//! The animated object capability shared by lights, cameras and pieces
//!
//! Objects live in the [`Scene`](crate::Scene) as `Box<dyn AnimatedObject>`
//! under generational [`ObjectKey`]s. Every object owns its keyframe tracks,
//! caches the values for the last step passed to
//! [`AnimatedObject::update_position`], and answers hit-testing and drawing
//! queries from that cache.

use std::any::Any;
use brickstep_math::intersect::{self, RayHit};
use brickstep_math::mat4::{self, Mat4};
use brickstep_math::{Aabb, Plane, Sphere, Vec3, Vec4};
use slotmap::new_key_type;
use crate::camera::CameraSection;
use crate::interface::{InterfaceColors, InterfaceContext};
use crate::keys::Step;
use crate::light::LightSection;
use crate::piece::PieceSection;
use crate::selection::{SectionId, SectionMask, SelectionState};

new_key_type! {
    /// Key to an animated object in the scene
    ///
    /// Generational, so a key to a removed object never resolves to the
    /// object that later reuses its slot.
    pub struct ObjectKey;
}

/// The kind of an animated object
#[derive(Clone, Copy, Debug, PartialEq, Eq, Hash)]
pub enum ObjectKind {
    Light,
    Camera,
    Piece,
}

impl ObjectKind {
    /// Prefix used when generating default names
    pub fn name_prefix(self) -> &'static str {
        match self {
            ObjectKind::Light => "Light ",
            ObjectKind::Camera => "Camera ",
            ObjectKind::Piece => "Piece ",
        }
    }
}

/// A selectable part of any kind of object
#[derive(Clone, Copy, Debug, PartialEq, Eq, Hash)]
pub enum Section {
    Light(LightSection),
    Camera(CameraSection),
    Piece(PieceSection),
}

impl Section {
    /// The object kind this section belongs to
    pub fn kind(self) -> ObjectKind {
        match self {
            Section::Light(_) => ObjectKind::Light,
            Section::Camera(_) => ObjectKind::Camera,
            Section::Piece(_) => ObjectKind::Piece,
        }
    }
}

impl SectionId for Section {
    fn index(self) -> u32 {
        match self {
            Section::Light(s) => s.index(),
            Section::Camera(s) => s.index(),
            Section::Piece(s) => s.index(),
        }
    }
}

impl From<LightSection> for Section {
    fn from(s: LightSection) -> Self {
        Section::Light(s)
    }
}

impl From<CameraSection> for Section {
    fn from(s: CameraSection) -> Self {
        Section::Camera(s)
    }
}

impl From<PieceSection> for Section {
    fn from(s: PieceSection) -> Self {
        Section::Piece(s)
    }
}

/// The closest object hit by a ray
#[derive(Clone, Copy, Debug, PartialEq)]
pub struct ObjectHit {
    pub key: ObjectKey,
    pub section: Section,
    /// World distance from the ray start
    pub distance: f32,
    /// World-space normal of the surface that was hit
    pub normal: Vec3,
}

/// A ray sweep across objects, keeping the closest hit
#[derive(Clone, Debug)]
pub struct ObjectRayTest {
    pub start: Vec3,
    pub end: Vec3,
    /// Closest distance found so far
    pub distance: f32,
    pub hit: Option<ObjectHit>,
}

impl ObjectRayTest {
    pub fn new(start: Vec3, end: Vec3) -> Self {
        Self {
            start,
            end,
            distance: f32::MAX,
            hit: None,
        }
    }

    /// Record a hit if it is strictly closer than the current best
    pub fn offer(&mut self, key: ObjectKey, section: Section, distance: f32, normal: Vec3) -> bool {
        if distance < self.distance {
            self.distance = distance;
            self.hit = Some(ObjectHit { key, section, distance, normal });
            true
        } else {
            false
        }
    }

    /// Test a box given in the frame of a rigid world-to-local matrix
    pub fn test_box(&mut self, key: ObjectKey, section: Section, world_to_local: Mat4, aabb: &Aabb) -> bool {
        let start = mat4::transform_point(world_to_local, self.start);
        let end = mat4::transform_point(world_to_local, self.end);

        match intersect::aabb_ray_intersect(aabb, start, end) {
            Some(RayHit { distance, normal, .. }) => {
                let normal = mat4::transform_direction(mat4::affine_inverse(world_to_local), normal);
                self.offer(key, section, distance, normal)
            }
            None => false,
        }
    }

    /// Test a sphere given in world space
    pub fn test_sphere(&mut self, key: ObjectKey, section: Section, sphere: &Sphere) -> bool {
        match intersect::sphere_ray_intersect(sphere, self.start, self.end) {
            Some(hit) => self.offer(key, section, hit.distance, hit.normal),
            None => false,
        }
    }
}

/// A selection volume sweep, collecting every object that overlaps it
#[derive(Clone, Debug)]
pub struct ObjectBoxTest {
    /// World planes `(nx, ny, nz, d)`; the inside is `n·p + d <= 0`
    pub planes: [Vec4; 6],
    pub objects: Vec<ObjectKey>,
}

impl ObjectBoxTest {
    pub fn new(planes: [Vec4; 6]) -> Self {
        Self {
            planes,
            objects: Vec::new(),
        }
    }

    /// The volume enclosed by a world-space axis-aligned box
    pub fn from_aabb(aabb: &Aabb) -> Self {
        Self::new([
            Vec4::new(-1.0, 0.0, 0.0, aabb.min.x),
            Vec4::new(1.0, 0.0, 0.0, -aabb.max.x),
            Vec4::new(0.0, -1.0, 0.0, aabb.min.y),
            Vec4::new(0.0, 1.0, 0.0, -aabb.max.y),
            Vec4::new(0.0, 0.0, -1.0, aabb.min.z),
            Vec4::new(0.0, 0.0, 1.0, -aabb.max.z),
        ])
    }

    /// The planes in world space
    pub fn world_planes(&self) -> [Plane; 6] {
        self.planes.map(Plane::from_vec4)
    }

    /// The planes expressed in the frame of a rigid world-to-local matrix
    pub fn local_planes(&self, world_to_local: Mat4) -> [Plane; 6] {
        self.planes.map(|p| Plane::from_vec4(p).to_local(world_to_local))
    }

    /// True if a box in the given local frame overlaps the volume
    pub fn intersects_box(&self, world_to_local: Mat4, aabb: &Aabb) -> bool {
        intersect::aabb_intersects_volume(aabb, &self.local_planes(world_to_local))
    }

    /// True if a world-space sphere overlaps the volume
    pub fn intersects_sphere(&self, sphere: &Sphere) -> bool {
        intersect::sphere_intersects_volume(sphere, &self.world_planes())
    }

    /// Add an object to the result set, once
    pub fn add(&mut self, key: ObjectKey) {
        if !self.objects.contains(&key) {
            self.objects.push(key);
        }
    }
}

/// Generate a name for an object of the given prefix
///
/// A non-empty `current` name that no entry in `existing` uses is kept.
/// Otherwise the result is `prefix` followed by one more than the largest
/// number found after `prefix` in `existing`, or the smallest unused number
/// once that would overflow.
pub fn create_name(prefix: &str, current: &str, existing: &[&str]) -> String {
    if !current.is_empty() && !existing.contains(&current) {
        return current.to_string();
    }

    let max_number = existing
        .iter()
        .filter_map(|name| name.strip_prefix(prefix))
        .filter_map(|suffix| suffix.parse::<u32>().ok())
        .max()
        .unwrap_or(0);

    if let Some(next) = max_number.checked_add(1) {
        return format!("{}{}", prefix, next);
    }

    // The largest number is taken, fall back to the first free one
    let mut number = 1u32;
    loop {
        let candidate = format!("{}{}", prefix, number);
        if !existing.contains(&candidate.as_str()) || number == u32::MAX {
            return candidate;
        }
        number += 1;
    }
}

/// Shared behaviour of every animated scene object
pub trait AnimatedObject: Any {
    fn kind(&self) -> ObjectKind;

    fn name(&self) -> &str;

    fn set_name(&mut self, name: String);

    /// False for hidden objects, which are neither hit nor drawn
    fn is_visible(&self) -> bool;

    fn selection(&self) -> &SelectionState;

    fn selection_mut(&mut self) -> &mut SelectionState;

    /// Sections this object currently offers for selection
    fn available_sections(&self) -> SectionMask;

    /// Section for a bit index of this object
    fn section_at(&self, index: u32) -> Option<Section>;

    /// Recompute every current value and derived matrix for `step`
    fn update_position(&mut self, step: Step);

    /// Move every selected section by `delta` and key the result at `step`
    fn move_selected(&mut self, step: Step, add_key: bool, delta: Vec3);

    fn insert_time(&mut self, start: Step, count: Step);

    fn remove_time(&mut self, start: Step, count: Step);

    /// Collapse every track to a single step-1 key holding the current value
    fn remove_key_frames(&mut self);

    /// World-to-object matrix for the current step
    fn world_matrix(&self) -> Mat4;

    /// Grow `bbox` to include this object's handles
    fn compare_bounding_box(&self, bbox: &mut Aabb);

    /// Greatest step at which anything about this object changes
    fn last_step(&self) -> Step;

    fn ray_test(&self, key: ObjectKey, test: &mut ObjectRayTest);

    fn box_test(&self, key: ObjectKey, test: &mut ObjectBoxTest);

    fn draw_interface(&self, ctx: &mut dyn InterfaceContext, colors: &InterfaceColors);

    fn as_any(&self) -> &dyn Any;

    fn as_any_mut(&mut self) -> &mut dyn Any;

    /// Give this object a unique name among `existing`
    fn create_name(&mut self, existing: &[&str]) {
        let name = create_name(self.kind().name_prefix(), self.name(), existing);
        self.set_name(name);
    }

    fn is_selected(&self, section: Section) -> bool {
        section.kind() == self.kind() && self.selection().is_selected(section)
    }

    fn is_focused(&self, section: Section) -> bool {
        section.kind() == self.kind() && self.selection().is_focused(section)
    }

    fn is_any_selected(&self) -> bool {
        self.selection().is_any_selected()
    }

    fn is_any_focused(&self) -> bool {
        self.selection().is_any_focused()
    }

    /// True if `section` belongs to this object and is currently available
    fn has_section(&self, section: Section) -> bool {
        section.kind() == self.kind() && self.available_sections().intersects(SectionMask::single(section.index()))
    }

    fn set_selected(&mut self, section: Section, selected: bool) {
        if self.has_section(section) {
            self.selection_mut().set_selected(section, selected);
        }
    }

    fn set_focused(&mut self, section: Section, focused: bool) {
        if self.has_section(section) {
            self.selection_mut().set_focused(section, focused);
        }
    }

    fn set_all_selected(&mut self, selected: bool) {
        let available = self.available_sections();
        self.selection_mut().set_all_selected(selected, available);
    }

    fn clear_focus(&mut self) {
        self.selection_mut().clear_focus();
    }

    fn focused_section(&self) -> Option<Section> {
        self.selection().focused_index().and_then(|index| self.section_at(index))
    }
}

#[cfg(test)]
mod tests {
    use super::*;
    use slotmap::SlotMap;

    fn test_key() -> ObjectKey {
        let mut keys: SlotMap<ObjectKey, ()> = SlotMap::with_key();
        keys.insert(())
    }

    #[test]
    fn test_create_name_keeps_unique_name() {
        assert_eq!(create_name("Light ", "Sun", &["Light 1", "Moon"]), "Sun");
    }

    #[test]
    fn test_create_name_replaces_duplicate() {
        assert_eq!(create_name("Light ", "Light 2", &["Light 2", "Light 7"]), "Light 8");
    }

    #[test]
    fn test_create_name_empty() {
        assert_eq!(create_name("Camera ", "", &[]), "Camera 1");
        assert_eq!(create_name("Camera ", "", &["Camera x", "Light 4", "Camera 3"]), "Camera 4");
    }

    #[test]
    fn test_create_name_after_largest_number() {
        let existing = ["Light 4294967295", "Light 1", "Light 3"];
        assert_eq!(create_name("Light ", "", &existing), "Light 2");
        assert_eq!(create_name("Light ", "Light 1", &existing), "Light 2");
    }

    #[test]
    fn test_section_kind_and_index() {
        let section = Section::from(PieceSection::ControlPoint(2));
        assert_eq!(section.kind(), ObjectKind::Piece);
        assert_eq!(section.index(), 3);
        assert_eq!(Section::from(CameraSection::UpVector).index(), 2);
    }

    #[test]
    fn test_ray_test_keeps_strictly_closer() {
        let key = test_key();
        let mut test = ObjectRayTest::new(Vec3::ZERO, Vec3::X);
        let position = Section::Light(LightSection::Position);
        let target = Section::Light(LightSection::Target);

        assert!(test.offer(key, position, 10.0, Vec3::X));
        assert!(!test.offer(key, target, 10.0, Vec3::X));
        assert!(!test.offer(key, target, 12.0, Vec3::X));
        assert!(test.offer(key, target, 4.0, Vec3::Y));

        let hit = test.hit.unwrap();
        assert_eq!(hit.section, target);
        assert_eq!(test.distance, 4.0);
    }

    #[test]
    fn test_box_test_in_translated_frame() {
        let key = test_key();
        let mut test = ObjectRayTest::new(Vec3::new(0.0, 0.0, 50.0), Vec3::ZERO);
        let world_to_local = mat4::translation(Vec3::new(-10.0, 0.0, 0.0));

        // Box centered at world x = 10 misses a ray along x = 0
        assert!(!test.test_box(key, Section::Light(LightSection::Position), world_to_local, &Aabb::cube(5.0)));

        // Box at the origin is entered through its +Z face
        let hit = test.test_box(key, Section::Light(LightSection::Position), mat4::IDENTITY, &Aabb::cube(5.0));
        assert!(hit);
        assert!((test.distance - 45.0).abs() < 0.0001);
        assert_eq!(test.hit.unwrap().normal, Vec3::Z);
    }

    #[test]
    fn test_box_volume_from_aabb() {
        let key = test_key();
        let mut test = ObjectBoxTest::from_aabb(&Aabb::cube(10.0));

        assert!(test.intersects_sphere(&Sphere::new(Vec3::new(12.0, 0.0, 0.0), 5.0)));
        assert!(!test.intersects_sphere(&Sphere::new(Vec3::new(20.0, 0.0, 0.0), 5.0)));
        assert!(test.intersects_box(mat4::IDENTITY, &Aabb::cube(1.0)));

        test.add(key);
        test.add(key);
        assert_eq!(test.objects.len(), 1);
    }
}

——

- [Problem details]: Print exactly the lines from the beginning of the entries through the line with "use crate::camera::CameraSection;". Output nothing more.

- [Exercise output]:
//! The animated object capability shared by lights, cameras and pieces
//!
//! Objects live in the [`Scene`](crate::Scene) as `Box<dyn AnimatedObject>`
//! under generational [`ObjectKey`]s. Every object owns its keyframe tracks,
//! caches the values for the last step passed to
//! [`AnimatedObject::update_position`], and answers hit-testing and drawing
//! queries from that cache.

use std::any::Any;
use brickstep_math::intersect::{self, RayHit};
use brickstep_math::mat4::{self, Mat4};
use brickstep_math::{Aabb, Plane, Sphere, Vec3, Vec4};
use slotmap::new_key_type;
use crate::camera::CameraSection;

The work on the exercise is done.